Matters have officially come to a head in Singapore as members of the Faith Community Baptist Church (FCBC) and the LoveSingapore network of churches have announced they will join the Wear White campaign initiated by some Muslims.
The aim of these two religious groups is to make a stand against the upcoming Pink Dot event to be held at Hong Lim Park on June 28, 2014.
Ustaz Noor Deros, 28, a religious leader is responsible for initiating the Wear White campaign. He called for Muslims to wear white when attending the first prayer on June 28, in a bid to ask them to “return to their natural disposition”.

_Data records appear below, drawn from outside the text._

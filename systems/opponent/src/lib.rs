#![deny(
    unsafe_code,
    missing_docs,
    dead_code,
    unused_results,
    non_snake_case,
    unreachable_pub
)]

//! Greedy one-ply decision engine for the computer side.
//!
//! Every living computer unit is scored for a direct attack from where it
//! stands and for each move-then-attack option. The single best action over
//! the whole roster wins.

use std::collections::BTreeMap;

use log::debug;
use skirmish_core::{
    attack_cells, movement_cells, BoardSize, CellIndex, PlacedUnitSnapshot, Unit, UnitId,
};
use skirmish_system_combat::damage;

const FINISHING_BONUS: f64 = 10.0;
const DEFENCE_WEIGHT: f64 = 0.1;
const ATTACK_WEIGHT: f64 = 0.05;
const MOVE_PENALTY: f64 = 0.9;

/// Desirability of `attacker` striking `target`.
///
/// Finishing blows earn a bonus; sturdy targets are penalised and dangerous
/// ones rewarded.
#[must_use]
pub fn attack_score(attacker: &Unit, target: &Unit) -> f64 {
    let damage = damage(attacker, target);
    let finishing = if target.health() <= damage {
        FINISHING_BONUS
    } else {
        0.0
    };
    damage + finishing - DEFENCE_WEIGHT * target.defence() + ATTACK_WEIGHT * target.attack()
}

/// Action chosen for the computer's turn.
#[derive(Clone, Copy, Debug, PartialEq)]
pub struct Decision {
    /// Acting unit.
    pub unit: UnitId,
    /// Cell the acting unit starts on.
    pub from: CellIndex,
    /// Cell to move to before attacking, if any.
    pub move_to: Option<CellIndex>,
    /// Unit to strike.
    pub target: UnitId,
    /// Cell the target stands on.
    pub target_cell: CellIndex,
    /// Score of the chosen action.
    pub score: f64,
}

#[derive(Clone, Copy, Debug)]
struct BestTarget {
    target: UnitId,
    cell: CellIndex,
    score: f64,
}

/// Opponent decision system that reuses its occupancy scratch map.
#[derive(Debug, Default)]
pub struct Opponent {
    occupancy: BTreeMap<CellIndex, Occupant>,
}

#[derive(Clone, Copy, Debug)]
struct Occupant {
    id: UnitId,
    unit: Unit,
    hostile: bool,
}

impl Opponent {
    /// Creates a new opponent with empty scratch buffers.
    #[must_use]
    pub fn new() -> Self {
        Self::default()
    }

    /// Picks the highest-scoring attack available to the computer.
    ///
    /// Ties keep the earliest option evaluated: units in roster order, the
    /// direct attack before any move, cells in row-major order. Returns `None`
    /// when no unit can reach a living enemy this turn.
    pub fn decide(
        &mut self,
        computer: &[PlacedUnitSnapshot],
        player: &[PlacedUnitSnapshot],
        board: BoardSize,
    ) -> Option<Decision> {
        self.prepare_occupancy(computer, player);

        let mut best: Option<Decision> = None;
        for acting in computer.iter().filter(|placed| placed.unit.is_alive()) {
            if let Some(direct) = self.best_target_from(&acting.unit, acting.cell, board) {
                consider(&mut best, acting, None, direct.score, direct);
            }

            for cell in movement_cells(acting.cell, acting.unit.move_range(), board) {
                if self.occupancy.contains_key(&cell) {
                    continue;
                }
                if let Some(found) = self.best_target_from(&acting.unit, cell, board) {
                    consider(&mut best, acting, Some(cell), found.score * MOVE_PENALTY, found);
                }
            }
        }

        match &best {
            Some(decision) => debug!(
                "[Opponent] unit {} targets unit {} (move {:?}, score {:.2})",
                decision.unit.get(),
                decision.target.get(),
                decision.move_to.map(|cell| cell.get()),
                decision.score
            ),
            None => debug!("[Opponent] no reachable target, passing"),
        }
        best
    }

    fn prepare_occupancy(
        &mut self,
        computer: &[PlacedUnitSnapshot],
        player: &[PlacedUnitSnapshot],
    ) {
        self.occupancy.clear();
        for (placed, hostile) in computer
            .iter()
            .map(|placed| (placed, false))
            .chain(player.iter().map(|placed| (placed, true)))
        {
            let _ = self.occupancy.insert(
                placed.cell,
                Occupant {
                    id: placed.id,
                    unit: placed.unit,
                    hostile,
                },
            );
        }
    }

    fn best_target_from(
        &self,
        attacker: &Unit,
        origin: CellIndex,
        board: BoardSize,
    ) -> Option<BestTarget> {
        let mut best: Option<BestTarget> = None;
        for cell in attack_cells(origin, attacker.attack_range(), board) {
            let Some(occupant) = self.occupancy.get(&cell) else {
                continue;
            };
            if !occupant.hostile || !occupant.unit.is_alive() {
                continue;
            }
            let score = attack_score(attacker, &occupant.unit);
            if best.map_or(true, |existing| score > existing.score) {
                best = Some(BestTarget {
                    target: occupant.id,
                    cell,
                    score,
                });
            }
        }
        best
    }
}

fn consider(
    best: &mut Option<Decision>,
    acting: &PlacedUnitSnapshot,
    move_to: Option<CellIndex>,
    score: f64,
    target: BestTarget,
) {
    if let Some(existing) = best {
        if score <= existing.score {
            return;
        }
    }
    *best = Some(Decision {
        unit: acting.id,
        from: acting.cell,
        move_to,
        target: target.target,
        target_cell: target.cell,
        score,
    });
}

#[cfg(test)]
mod tests {
    use super::*;
    use skirmish_core::{Archetype, Side};

    fn placed(id: u32, archetype: Archetype, cell: u32) -> PlacedUnitSnapshot {
        PlacedUnitSnapshot {
            id: UnitId::new(id),
            side: archetype.side(),
            unit: Unit::new(archetype),
            cell: CellIndex::new(cell),
        }
    }

    #[test]
    fn attack_score_rewards_finishing_blows() {
        let undead = Unit::new(Archetype::Undead);
        let healthy = Unit::new(Archetype::Magician);
        let mut weak = Unit::new(Archetype::Magician);
        weak.set_health(4.0);

        // damage max(40 - 40, 4) = 4
        let base = 4.0 - 0.1 * 40.0 + 0.05 * 10.0;
        assert!((attack_score(&undead, &healthy) - base).abs() < 1e-9);
        assert!((attack_score(&undead, &weak) - (base + 10.0)).abs() < 1e-9);
    }

    #[test]
    fn no_reachable_enemy_passes() {
        let computer = [placed(1, Archetype::Daemon, 63)];
        let player = [placed(2, Archetype::Bowman, 0)];
        let mut opponent = Opponent::new();
        assert_eq!(opponent.decide(&computer, &player, BoardSize::default()), None);
        assert_eq!(opponent.decide(&computer, &[], BoardSize::default()), None);
    }

    #[test]
    fn direct_attack_beats_equal_move() {
        let computer = [placed(1, Archetype::Vampire, 27)];
        let player = [placed(2, Archetype::Bowman, 29)];
        let decision = Opponent::new()
            .decide(&computer, &player, BoardSize::default())
            .expect("decision");
        assert_eq!(decision.move_to, None);
        assert_eq!(decision.target, UnitId::new(2));
        assert_eq!(decision.target_cell, CellIndex::new(29));
        assert_eq!(decision.from, CellIndex::new(27));
    }

    #[test]
    fn dead_targets_are_ignored() {
        let computer = [placed(1, Archetype::Daemon, 60)];
        let mut corpse = placed(2, Archetype::Swordsman, 44);
        corpse.unit.set_health(0.0);
        let decision = Opponent::new().decide(&computer, &[corpse], BoardSize::default());
        assert_eq!(decision, None);
        assert_eq!(corpse.side, Side::Player);
    }
}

The Muslim month of Ramadan happens to fall on June 29 this year.
The Wear White campaign organisers had earlier spoken out against Pink Dot, saying the annual Hong Lim Park event organised in support of the so-called lesbian, gay, bisexual and transgender (LGBT) community in Singapore, had deliberately chosen June 28 to coincide with the start of Ramadan.

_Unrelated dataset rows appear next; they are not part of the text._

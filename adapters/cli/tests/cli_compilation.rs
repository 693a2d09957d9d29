use std::process::Command;

#[test]
fn cli_compiles_without_warnings() {
    let status = Command::new(env!("CARGO"))
        .current_dir(env!("CARGO_MANIFEST_DIR"))
        .args(["check", "--quiet", "--bin", "skirmish"])
        .status()
        .expect("failed to invoke cargo check for skirmish CLI binary");

    assert!(status.success(), "cargo check --bin skirmish should succeed");
}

However, the Pink Dot event has been held on the fourth Saturday of June since it began in 2009. According to the Straits Times, a spokesman for the organisers also said they went ahead with this year’s event after checking with the Islamic Religious Council of Singapore (Muis) website and consulting their “friends from the Muslim community”.
Christians speak out
Responding to the news that some segments of the Muslim community have taken the lead to speak out against Pink Dot, senior pastor of FCBC Lawrence Khong — known for his strong stance against homosexuality — posted the following message on his Facebook:
“I’m so happy that Singapore’s Muslim community is making a vocal and visual stand for morality and Family. I fully support the ‘wear white’ campaign. FCBC, together with the LoveSingapore network of churches, will follow suit on the weekend of 28 and 29 June, island-wide. I look forward to celebrating the Family with the Muslim community and I am pleased to partner with them in championing virtue and purity for the good of our nation!”
The Ministry of Social and Family Development (MSF) had previously rejected the application by the organisers of FamFest, previously called Red Dot Family Movement, to host an event at the Padang on June 28, the same day as Pink Dot.
FamFest was touted as a pro-family event. The organiser is Touch Community Services, whose founding chairman is Khong.
The Islamic Religious Council of Singapore (MUIS) has since also come out to advise Muslims not to be confrontational towards the LGBT community.